Like cities across the country, New York City has seen a marked rise in overdose deaths in recent years. Though opioid use and overdoses are not new to Harlem, the neighborhood had higher rates of overdose deaths than many others in the city as of 2017, according to the New York City Health Department. Given the persistent opioid problem, Pullen says she is “all for as many services as we could possibly place” in Harlem to prevent more loss of life.

Though residents like D.W. and Barraza both say they understand and empathize with the current need for opioid treatment resources in the city, they remain concerned that adding another clinic to the mix will aggravate the crime and loitering they see on their blocks. D.W. tells Gothamist he has tried to directly ask the people who appear to be dealing drugs on his block to relocate, but was brushed off.

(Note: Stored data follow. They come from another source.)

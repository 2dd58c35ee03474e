//! Endpoint client
//!
//! [`OpenseaClient`] exposes one operation per marketplace endpoint:
//!
//! | Operation | Path | Paging |
//! |---|---|---|
//! | `retrieve_events` | `/api/v1/events` | cursor |
//! | `get_orders` | `/wyvern/v1/orders` | offset, or a single page |
//! | `get_orders_listed_after` | `/wyvern/v1/orders` | offset |
//! | `get_active_listings_v2` | `/v2/orders/ethereum/seaport/listings` | cursor |
//! | `get_active_listings` | `/api/v1/asset/{c}/{t}/listings` | one request per token |
//! | `get_single_asset` | `/api/v1/asset/{c}/{t}` | none |
//! | `get_asset_detail` | `/api/v1/assets` | none |
//! | `get_collections` | `/api/v1/collections` | caller-chosen window |
//! | `get_single_collection` | `/api/v1/collection/{slug}` | none |

mod client;
mod params;
mod source;

pub use client::{
    ClientSettings, OpenseaClient, ASSETS_PATH, COLLECTIONS_PATH, EVENTS_PATH, LISTINGS_V2_PATH,
    ORDERS_PATH,
};
pub use params::{
    EventParams, ListingsParams, OrderBy, OrderDirection, OrderParams, DEFAULT_EVENT_LIMIT,
    DEFAULT_LISTINGS_LIMIT, DEFAULT_ORDER_LIMIT, LISTED_AFTER_PAGE_SIZE,
};
pub use source::EndpointSource;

“It’s gotten to the point now where I don’t feel comfortable looking at anyone on my street,” he says. D.W. says he has also repeatedly turned to the NYPD’s 28th precinct for help, but while they are responsive, nothing has changed. (In a statement to Gothamist, NYPD Sergeant Jessica McRorie says the precinct’s commanding officer “works closely with community partners…as well as staff at existing social service locations throughout the precinct” and also regularly “meet[s] with local business owners and residents to address their concerns.”)

Fears of increasing crime around methadone clinics and other kinds of drug treatment facilities are common, but multiple studies show they are largely unfounded. One 2016 study in Baltimore found that violent crime was higher near liquor and corner stores than methadone clinics. Still, D.W. is frustrated that drug sales continue, and worries another clinic will make things worse.

“We’ve said to the police we don’t care for them to be arrested, we’re not looking for them to be thrown in jail,” he says. “What we really just would like them to do is go away.”

The project is still in the very early planning phase, and Mount Sinai representatives estimate that the earliest the complex would open, if approved, is 2020. The hospital is working with a developer to seek zoning variances from the Board of Standards and Appeals, designing the building, and continuing to talk to community members and local leaders.